The problem –
Among the lines below, restate word for word only those from the line with "print_visible(&notched, &point(9, 7));" through the line with "pub use segment::Segment;", with both end lines kept.

Collected data entries

▬▬▬▬▬▬

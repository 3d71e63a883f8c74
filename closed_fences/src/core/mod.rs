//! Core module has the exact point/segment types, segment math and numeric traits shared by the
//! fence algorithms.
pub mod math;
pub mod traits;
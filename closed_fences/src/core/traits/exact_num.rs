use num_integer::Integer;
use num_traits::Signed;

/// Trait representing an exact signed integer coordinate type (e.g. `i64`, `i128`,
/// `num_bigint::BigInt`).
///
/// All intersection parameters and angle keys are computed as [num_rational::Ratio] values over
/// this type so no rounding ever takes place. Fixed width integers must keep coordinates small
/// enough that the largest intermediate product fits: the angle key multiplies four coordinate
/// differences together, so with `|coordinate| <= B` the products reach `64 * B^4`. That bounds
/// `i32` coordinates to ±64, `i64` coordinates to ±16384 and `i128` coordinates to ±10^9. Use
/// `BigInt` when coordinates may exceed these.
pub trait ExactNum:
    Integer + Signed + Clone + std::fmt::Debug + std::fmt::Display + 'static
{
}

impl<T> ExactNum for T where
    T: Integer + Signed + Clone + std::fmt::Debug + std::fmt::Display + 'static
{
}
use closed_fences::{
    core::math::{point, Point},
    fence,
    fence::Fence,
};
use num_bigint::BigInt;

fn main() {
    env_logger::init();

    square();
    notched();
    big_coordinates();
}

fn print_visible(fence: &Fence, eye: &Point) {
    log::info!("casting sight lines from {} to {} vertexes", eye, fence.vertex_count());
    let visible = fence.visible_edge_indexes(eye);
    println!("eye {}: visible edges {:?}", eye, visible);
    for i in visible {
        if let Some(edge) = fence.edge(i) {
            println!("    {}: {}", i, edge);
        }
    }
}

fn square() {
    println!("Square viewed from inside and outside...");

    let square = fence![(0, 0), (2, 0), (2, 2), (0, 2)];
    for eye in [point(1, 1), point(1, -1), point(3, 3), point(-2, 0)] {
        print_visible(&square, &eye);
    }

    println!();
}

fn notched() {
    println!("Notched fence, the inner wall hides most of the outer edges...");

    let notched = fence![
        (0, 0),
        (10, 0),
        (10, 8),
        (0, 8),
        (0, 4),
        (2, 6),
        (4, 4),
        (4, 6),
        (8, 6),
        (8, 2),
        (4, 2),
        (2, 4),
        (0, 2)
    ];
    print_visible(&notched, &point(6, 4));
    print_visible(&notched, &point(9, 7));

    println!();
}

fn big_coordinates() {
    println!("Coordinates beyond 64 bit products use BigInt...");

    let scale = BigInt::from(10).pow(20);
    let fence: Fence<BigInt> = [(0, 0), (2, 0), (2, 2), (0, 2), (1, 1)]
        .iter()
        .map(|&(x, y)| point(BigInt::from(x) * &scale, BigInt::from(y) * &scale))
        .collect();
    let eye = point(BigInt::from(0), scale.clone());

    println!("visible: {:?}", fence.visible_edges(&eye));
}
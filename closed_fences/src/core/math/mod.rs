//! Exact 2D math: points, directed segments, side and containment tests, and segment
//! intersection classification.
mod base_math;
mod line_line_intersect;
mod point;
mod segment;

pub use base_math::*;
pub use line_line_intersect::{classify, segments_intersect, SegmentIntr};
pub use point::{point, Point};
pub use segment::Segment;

▬▬▬▬▬▬

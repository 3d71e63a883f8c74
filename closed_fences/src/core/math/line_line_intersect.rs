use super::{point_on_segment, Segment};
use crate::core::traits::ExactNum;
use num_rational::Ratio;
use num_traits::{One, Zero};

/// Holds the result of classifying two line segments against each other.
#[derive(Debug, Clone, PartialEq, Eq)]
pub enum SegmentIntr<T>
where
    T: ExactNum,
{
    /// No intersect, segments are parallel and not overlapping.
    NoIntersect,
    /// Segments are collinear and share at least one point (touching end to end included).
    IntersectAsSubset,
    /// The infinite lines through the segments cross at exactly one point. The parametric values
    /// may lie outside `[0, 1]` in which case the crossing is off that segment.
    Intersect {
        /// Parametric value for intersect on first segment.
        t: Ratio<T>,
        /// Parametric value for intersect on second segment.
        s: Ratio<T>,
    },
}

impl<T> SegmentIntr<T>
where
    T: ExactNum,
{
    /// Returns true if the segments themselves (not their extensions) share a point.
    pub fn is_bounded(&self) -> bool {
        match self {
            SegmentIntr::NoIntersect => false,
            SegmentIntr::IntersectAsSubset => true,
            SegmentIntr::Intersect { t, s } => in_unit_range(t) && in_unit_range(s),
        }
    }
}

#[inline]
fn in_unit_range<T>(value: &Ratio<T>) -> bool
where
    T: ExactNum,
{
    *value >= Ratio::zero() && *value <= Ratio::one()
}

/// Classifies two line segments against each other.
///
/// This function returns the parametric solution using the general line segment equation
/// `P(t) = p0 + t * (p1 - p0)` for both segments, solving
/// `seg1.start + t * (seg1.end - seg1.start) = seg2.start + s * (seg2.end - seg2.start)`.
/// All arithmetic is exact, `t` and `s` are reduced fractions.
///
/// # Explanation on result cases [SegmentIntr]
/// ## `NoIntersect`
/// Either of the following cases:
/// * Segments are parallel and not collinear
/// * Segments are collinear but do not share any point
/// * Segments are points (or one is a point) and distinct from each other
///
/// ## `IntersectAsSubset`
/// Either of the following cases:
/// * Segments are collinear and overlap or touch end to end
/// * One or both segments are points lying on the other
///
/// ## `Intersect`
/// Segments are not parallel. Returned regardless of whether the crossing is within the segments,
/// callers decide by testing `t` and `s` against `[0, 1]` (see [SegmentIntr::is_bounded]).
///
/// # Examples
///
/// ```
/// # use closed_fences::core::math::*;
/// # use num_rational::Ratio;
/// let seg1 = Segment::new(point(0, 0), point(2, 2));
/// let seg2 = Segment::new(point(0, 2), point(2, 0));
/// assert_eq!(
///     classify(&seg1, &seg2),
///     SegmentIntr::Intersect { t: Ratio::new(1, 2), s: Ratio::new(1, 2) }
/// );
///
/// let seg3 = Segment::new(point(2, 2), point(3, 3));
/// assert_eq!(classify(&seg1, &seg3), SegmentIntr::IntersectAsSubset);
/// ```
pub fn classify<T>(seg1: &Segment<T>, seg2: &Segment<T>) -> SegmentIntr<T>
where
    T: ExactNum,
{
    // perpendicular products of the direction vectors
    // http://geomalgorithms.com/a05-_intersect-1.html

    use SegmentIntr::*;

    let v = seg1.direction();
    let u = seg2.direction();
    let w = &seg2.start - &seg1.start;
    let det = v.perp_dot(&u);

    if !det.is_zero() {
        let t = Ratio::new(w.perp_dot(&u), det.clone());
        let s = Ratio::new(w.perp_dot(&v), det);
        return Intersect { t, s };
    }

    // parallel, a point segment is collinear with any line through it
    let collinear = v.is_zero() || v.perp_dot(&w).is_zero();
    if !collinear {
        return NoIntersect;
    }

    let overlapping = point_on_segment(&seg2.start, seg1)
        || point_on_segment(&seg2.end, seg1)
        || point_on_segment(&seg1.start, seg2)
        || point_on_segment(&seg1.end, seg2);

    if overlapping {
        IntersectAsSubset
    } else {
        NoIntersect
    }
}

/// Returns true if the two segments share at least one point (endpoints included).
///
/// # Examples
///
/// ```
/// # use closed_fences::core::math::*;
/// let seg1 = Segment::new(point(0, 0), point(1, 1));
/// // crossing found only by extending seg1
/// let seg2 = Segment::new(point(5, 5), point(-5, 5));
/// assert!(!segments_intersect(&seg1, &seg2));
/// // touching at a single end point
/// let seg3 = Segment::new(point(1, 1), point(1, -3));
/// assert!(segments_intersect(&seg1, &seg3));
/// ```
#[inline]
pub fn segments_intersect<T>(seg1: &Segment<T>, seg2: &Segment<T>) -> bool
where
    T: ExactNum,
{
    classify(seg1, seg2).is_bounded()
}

▬▬▬▬▬▬

Output of the task –
    print_visible(&notched, &point(9, 7));

    println!();
}

fn big_coordinates() {
    println!("Coordinates beyond 64 bit products use BigInt...");

    let scale = BigInt::from(10).pow(20);
    let fence: Fence<BigInt> = [(0, 0), (2, 0), (2, 2), (0, 2), (1, 1)]
        .iter()
        .map(|&(x, y)| point(BigInt::from(x) * &scale, BigInt::from(y) * &scale))
        .collect();
    let eye = point(BigInt::from(0), scale.clone());

    println!("visible: {:?}", fence.visible_edges(&eye));
}
filename closed_fences/src/core/math/mod.rs
//! Exact 2D math: points, directed segments, side and containment tests, and segment
//! intersection classification.
mod base_math;
mod line_line_intersect;
mod point;
mod segment;

pub use base_math::*;
pub use line_line_intersect::{classify, segments_intersect, SegmentIntr};
pub use point::{point, Point};
pub use segment::Segment;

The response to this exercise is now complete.